[Opening Supplied records section]

//! Isolated sessions for server-side aggregation.
//!
//! Each session owns its own [`Shield`]; nothing mutable is shared between
//! sessions. The registry also routes invisible-link endpoint hits back to the
//! session whose token they carry.

use crate::config::ShieldConfig;
use crate::environment::Environment;
use crate::shield::Shield;
use crate::traps::invisible_link::token_from_path;
use dashmap::DashMap;
use std::sync::Arc;
use std::time::Instant;
use tokio::sync::Mutex;
use tracing::{debug, info};

/// Shared handle to one session.
pub type SessionHandle = Arc<Mutex<Shield>>;

struct SessionEntry {
    shield: SessionHandle,
    created_at: Instant,
    link_token: String,
}

/// Bounded map of live sessions keyed by session id.
pub struct SessionRegistry {
    config: ShieldConfig,
    sessions: DashMap<String, SessionEntry>,
    /// Invisible-link token -> session id
    links: DashMap<String, String>,
    max_sessions: usize,
}

impl SessionRegistry {
    pub fn new(config: ShieldConfig, max_sessions: usize) -> Self {
        Self {
            config,
            sessions: DashMap::new(),
            links: DashMap::new(),
            max_sessions: max_sessions.max(1),
        }
    }

    /// Create and initialize a session, replacing any session with the same id.
    /// Evicts the oldest session when full.
    pub fn create_session(&self, id: &str, env: Environment) -> SessionHandle {
        self.remove(id);
        if self.sessions.len() >= self.max_sessions {
            self.evict_oldest();
        }

        let mut shield = Shield::new(self.config.clone(), env);
        shield.initialize();
        let link_token = shield.link_token().to_string();
        let handle = Arc::new(Mutex::new(shield));

        self.links.insert(link_token.clone(), id.to_string());
        self.sessions.insert(
            id.to_string(),
            SessionEntry {
                shield: handle.clone(),
                created_at: Instant::now(),
                link_token,
            },
        );

        debug!(session = id, sessions = self.sessions.len(), "Session created");
        handle
    }

    fn evict_oldest(&self) {
        let oldest = self
            .sessions
            .iter()
            .min_by_key(|entry| entry.value().created_at)
            .map(|entry| entry.key().clone());

        if let Some(id) = oldest {
            debug!(session = %id, "Evicting oldest session");
            self.remove(&id);
        }
    }

    pub fn get(&self, id: &str) -> Option<SessionHandle> {
        self.sessions.get(id).map(|entry| entry.shield.clone())
    }

    /// Drop a session. Returns false if it did not exist.
    pub fn remove(&self, id: &str) -> bool {
        match self.sessions.remove(id) {
            Some((_, entry)) => {
                self.links.remove(&entry.link_token);
                true
            }
            None => false,
        }
    }

    pub fn len(&self) -> usize {
        self.sessions.len()
    }

    pub fn is_empty(&self) -> bool {
        self.sessions.is_empty()
    }

    /// Reset a session in place and re-index its rotated link token.
    pub async fn reset_session(&self, id: &str) -> bool {
        let Some(handle) = self.get(id) else {
            return false;
        };

        let new_token = {
            let mut shield = handle.lock().await;
            shield.reset();
            shield.initialize();
            shield.link_token().to_string()
        };

        if let Some(mut entry) = self.sessions.get_mut(id) {
            let old = std::mem::replace(&mut entry.link_token, new_token.clone());
            self.links.remove(&old);
        }
        self.links.insert(new_token, id.to_string());
        true
    }

    /// Route an invisible-link endpoint hit to its session and record the
    /// trap there. Returns the session id on a match.
    pub async fn report_link_hit(&self, path: &str) -> Option<String> {
        let token = token_from_path(&self.config.traps.link_path_prefix, path)?;
        let id = self.links.get(token).map(|entry| entry.value().clone())?;
        let handle = self.get(&id)?;

        let recorded = handle.lock().await.report_link_hit(token);
        if recorded {
            info!(session = %id, "Invisible link hit reported");
            Some(id)
        } else {
            None
        }
    }
}

impl Default for SessionRegistry {
    fn default() -> Self {
        Self::new(ShieldConfig::default(), 10_000)
    }
}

[Closing Supplied records section]

Problem description:
Only the lines above starting with the one with "debug!(session = id, sessions" and going through the one with "pub fn remove(&self, id: &str)" are to be copied, word for word and with both ends kept.

Expected output:
        debug!(session = id, sessions = self.sessions.len(), "Session created");
        handle
    }

    fn evict_oldest(&self) {
        let oldest = self
            .sessions
            .iter()
            .min_by_key(|entry| entry.value().created_at)
            .map(|entry| entry.key().clone());

        if let Some(id) = oldest {
            debug!(session = %id, "Evicting oldest session");
            self.remove(&id);
        }
    }

    pub fn get(&self, id: &str) -> Option<SessionHandle> {
        self.sessions.get(id).map(|entry| entry.shield.clone())
    }

    /// Drop a session. Returns false if it did not exist.
    pub fn remove(&self, id: &str) -> bool {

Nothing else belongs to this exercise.